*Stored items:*
+ + + + + + +

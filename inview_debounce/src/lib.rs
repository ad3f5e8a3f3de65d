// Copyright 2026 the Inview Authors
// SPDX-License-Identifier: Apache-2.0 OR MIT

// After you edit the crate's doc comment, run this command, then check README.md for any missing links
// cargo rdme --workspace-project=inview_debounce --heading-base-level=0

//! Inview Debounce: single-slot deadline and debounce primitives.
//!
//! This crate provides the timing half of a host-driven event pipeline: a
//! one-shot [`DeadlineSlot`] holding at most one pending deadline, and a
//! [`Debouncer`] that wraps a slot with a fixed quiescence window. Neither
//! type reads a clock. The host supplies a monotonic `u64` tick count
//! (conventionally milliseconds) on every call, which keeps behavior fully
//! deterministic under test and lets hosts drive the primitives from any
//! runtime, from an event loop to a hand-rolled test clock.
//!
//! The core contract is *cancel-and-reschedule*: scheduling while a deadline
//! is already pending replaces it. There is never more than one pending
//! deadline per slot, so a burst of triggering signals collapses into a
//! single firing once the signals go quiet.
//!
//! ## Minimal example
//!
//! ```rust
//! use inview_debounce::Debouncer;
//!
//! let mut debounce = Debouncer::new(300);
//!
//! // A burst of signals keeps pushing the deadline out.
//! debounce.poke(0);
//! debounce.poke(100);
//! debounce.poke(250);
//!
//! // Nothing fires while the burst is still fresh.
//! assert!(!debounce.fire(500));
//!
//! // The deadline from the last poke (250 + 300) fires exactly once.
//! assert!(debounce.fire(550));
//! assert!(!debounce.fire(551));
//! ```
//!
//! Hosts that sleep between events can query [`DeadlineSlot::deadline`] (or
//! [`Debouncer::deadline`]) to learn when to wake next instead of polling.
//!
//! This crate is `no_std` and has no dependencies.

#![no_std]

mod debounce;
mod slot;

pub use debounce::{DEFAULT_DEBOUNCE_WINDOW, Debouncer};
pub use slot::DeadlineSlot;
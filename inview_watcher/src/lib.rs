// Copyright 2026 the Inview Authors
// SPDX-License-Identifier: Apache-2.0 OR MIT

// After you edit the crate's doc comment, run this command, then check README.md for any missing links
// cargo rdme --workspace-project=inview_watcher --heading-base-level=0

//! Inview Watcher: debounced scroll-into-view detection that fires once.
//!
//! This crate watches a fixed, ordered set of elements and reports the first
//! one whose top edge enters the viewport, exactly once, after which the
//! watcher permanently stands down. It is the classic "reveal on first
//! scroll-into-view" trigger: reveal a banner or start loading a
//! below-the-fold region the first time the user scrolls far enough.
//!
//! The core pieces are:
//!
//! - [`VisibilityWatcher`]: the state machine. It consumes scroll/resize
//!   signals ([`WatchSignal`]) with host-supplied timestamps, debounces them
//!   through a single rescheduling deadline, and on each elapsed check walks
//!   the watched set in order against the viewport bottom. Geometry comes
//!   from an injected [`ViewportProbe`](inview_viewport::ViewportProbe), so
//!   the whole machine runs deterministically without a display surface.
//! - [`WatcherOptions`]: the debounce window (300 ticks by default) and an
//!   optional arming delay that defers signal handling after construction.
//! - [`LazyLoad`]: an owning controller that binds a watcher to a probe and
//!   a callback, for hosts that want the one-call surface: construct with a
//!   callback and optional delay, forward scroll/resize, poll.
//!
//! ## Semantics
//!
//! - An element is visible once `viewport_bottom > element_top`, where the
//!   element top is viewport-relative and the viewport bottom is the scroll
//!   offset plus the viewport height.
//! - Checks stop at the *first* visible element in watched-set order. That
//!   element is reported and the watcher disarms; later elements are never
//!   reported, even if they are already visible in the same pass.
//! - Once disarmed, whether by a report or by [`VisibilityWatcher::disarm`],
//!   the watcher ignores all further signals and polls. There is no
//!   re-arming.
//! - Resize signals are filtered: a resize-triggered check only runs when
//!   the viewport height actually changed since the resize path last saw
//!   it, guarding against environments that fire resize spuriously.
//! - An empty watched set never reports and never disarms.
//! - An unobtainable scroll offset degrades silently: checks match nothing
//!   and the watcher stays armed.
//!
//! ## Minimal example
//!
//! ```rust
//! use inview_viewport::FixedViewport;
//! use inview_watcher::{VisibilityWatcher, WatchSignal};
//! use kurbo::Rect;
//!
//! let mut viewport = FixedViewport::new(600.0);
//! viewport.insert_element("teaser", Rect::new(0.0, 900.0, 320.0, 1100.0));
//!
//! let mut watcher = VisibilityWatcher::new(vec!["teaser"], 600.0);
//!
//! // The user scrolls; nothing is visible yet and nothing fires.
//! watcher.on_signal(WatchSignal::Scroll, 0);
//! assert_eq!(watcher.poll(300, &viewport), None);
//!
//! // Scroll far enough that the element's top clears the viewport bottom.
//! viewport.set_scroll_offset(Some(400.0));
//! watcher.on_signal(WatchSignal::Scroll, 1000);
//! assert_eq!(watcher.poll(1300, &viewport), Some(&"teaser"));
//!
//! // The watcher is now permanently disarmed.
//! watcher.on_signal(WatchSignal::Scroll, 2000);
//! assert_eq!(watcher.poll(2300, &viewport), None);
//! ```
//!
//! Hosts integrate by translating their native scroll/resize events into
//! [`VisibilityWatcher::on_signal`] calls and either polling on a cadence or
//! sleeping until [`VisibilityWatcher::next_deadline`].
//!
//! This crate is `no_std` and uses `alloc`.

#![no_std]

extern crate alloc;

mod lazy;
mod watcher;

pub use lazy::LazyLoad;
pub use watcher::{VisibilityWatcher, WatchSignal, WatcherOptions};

+ + + + + + +

*Try it:*
Return the data exactly, every line included.

*Solution for this problem:*
filename inview_debounce/src/lib.rs
repository ad3f5e8a3f3de65d
// Copyright 2026 the Inview Authors
// SPDX-License-Identifier: Apache-2.0 OR MIT

// After you edit the crate's doc comment, run this command, then check README.md for any missing links
// cargo rdme --workspace-project=inview_debounce --heading-base-level=0

//! Inview Debounce: single-slot deadline and debounce primitives.
//!
//! This crate provides the timing half of a host-driven event pipeline: a
//! one-shot [`DeadlineSlot`] holding at most one pending deadline, and a
//! [`Debouncer`] that wraps a slot with a fixed quiescence window. Neither
//! type reads a clock. The host supplies a monotonic `u64` tick count
//! (conventionally milliseconds) on every call, which keeps behavior fully
//! deterministic under test and lets hosts drive the primitives from any
//! runtime, from an event loop to a hand-rolled test clock.
//!
//! The core contract is *cancel-and-reschedule*: scheduling while a deadline
//! is already pending replaces it. There is never more than one pending
//! deadline per slot, so a burst of triggering signals collapses into a
//! single firing once the signals go quiet.
//!
//! ## Minimal example
//!
//! ```rust
//! use inview_debounce::Debouncer;
//!
//! let mut debounce = Debouncer::new(300);
//!
//! // A burst of signals keeps pushing the deadline out.
//! debounce.poke(0);
//! debounce.poke(100);
//! debounce.poke(250);
//!
//! // Nothing fires while the burst is still fresh.
//! assert!(!debounce.fire(500));
//!
//! // The deadline from the last poke (250 + 300) fires exactly once.
//! assert!(debounce.fire(550));
//! assert!(!debounce.fire(551));
//! ```
//!
//! Hosts that sleep between events can query [`DeadlineSlot::deadline`] (or
//! [`Debouncer::deadline`]) to learn when to wake next instead of polling.
//!
//! This crate is `no_std` and has no dependencies.

#![no_std]

mod debounce;
mod slot;

pub use debounce::{DEFAULT_DEBOUNCE_WINDOW, Debouncer};
pub use slot::DeadlineSlot;
filename inview_watcher/src/lib.rs
// Copyright 2026 the Inview Authors
// SPDX-License-Identifier: Apache-2.0 OR MIT

// After you edit the crate's doc comment, run this command, then check README.md for any missing links
// cargo rdme --workspace-project=inview_watcher --heading-base-level=0

//! Inview Watcher: debounced scroll-into-view detection that fires once.
//!
//! This crate watches a fixed, ordered set of elements and reports the first
//! one whose top edge enters the viewport, exactly once, after which the
//! watcher permanently stands down. It is the classic "reveal on first
//! scroll-into-view" trigger: reveal a banner or start loading a
//! below-the-fold region the first time the user scrolls far enough.
//!
//! The core pieces are:
//!
//! - [`VisibilityWatcher`]: the state machine. It consumes scroll/resize
//!   signals ([`WatchSignal`]) with host-supplied timestamps, debounces them
//!   through a single rescheduling deadline, and on each elapsed check walks
//!   the watched set in order against the viewport bottom. Geometry comes
//!   from an injected [`ViewportProbe`](inview_viewport::ViewportProbe), so
//!   the whole machine runs deterministically without a display surface.
//! - [`WatcherOptions`]: the debounce window (300 ticks by default) and an
//!   optional arming delay that defers signal handling after construction.
//! - [`LazyLoad`]: an owning controller that binds a watcher to a probe and
//!   a callback, for hosts that want the one-call surface: construct with a
//!   callback and optional delay, forward scroll/resize, poll.
//!
//! ## Semantics
//!
//! - An element is visible once `viewport_bottom > element_top`, where the
//!   element top is viewport-relative and the viewport bottom is the scroll
//!   offset plus the viewport height.
//! - Checks stop at the *first* visible element in watched-set order. That
//!   element is reported and the watcher disarms; later elements are never
//!   reported, even if they are already visible in the same pass.
//! - Once disarmed, whether by a report or by [`VisibilityWatcher::disarm`],
//!   the watcher ignores all further signals and polls. There is no
//!   re-arming.
//! - Resize signals are filtered: a resize-triggered check only runs when
//!   the viewport height actually changed since the resize path last saw
//!   it, guarding against environments that fire resize spuriously.
//! - An empty watched set never reports and never disarms.
//! - An unobtainable scroll offset degrades silently: checks match nothing
//!   and the watcher stays armed.
//!
//! ## Minimal example
//!
//! ```rust
//! use inview_viewport::FixedViewport;
//! use inview_watcher::{VisibilityWatcher, WatchSignal};
//! use kurbo::Rect;
//!
//! let mut viewport = FixedViewport::new(600.0);
//! viewport.insert_element("teaser", Rect::new(0.0, 900.0, 320.0, 1100.0));
//!
//! let mut watcher = VisibilityWatcher::new(vec!["teaser"], 600.0);
//!
//! // The user scrolls; nothing is visible yet and nothing fires.
//! watcher.on_signal(WatchSignal::Scroll, 0);
//! assert_eq!(watcher.poll(300, &viewport), None);
//!
//! // Scroll far enough that the element's top clears the viewport bottom.
//! viewport.set_scroll_offset(Some(400.0));
//! watcher.on_signal(WatchSignal::Scroll, 1000);
//! assert_eq!(watcher.poll(1300, &viewport), Some(&"teaser"));
//!
//! // The watcher is now permanently disarmed.
//! watcher.on_signal(WatchSignal::Scroll, 2000);
//! assert_eq!(watcher.poll(2300, &viewport), None);
//! ```
//!
//! Hosts integrate by translating their native scroll/resize events into
//! [`VisibilityWatcher::on_signal`] calls and either polling on a cadence or
//! sleeping until [`VisibilityWatcher::next_deadline`].
//!
//! This crate is `no_std` and uses `alloc`.

#![no_std]

extern crate alloc;

mod lazy;
mod watcher;

pub use lazy::LazyLoad;
pub use watcher::{VisibilityWatcher, WatchSignal, WatcherOptions};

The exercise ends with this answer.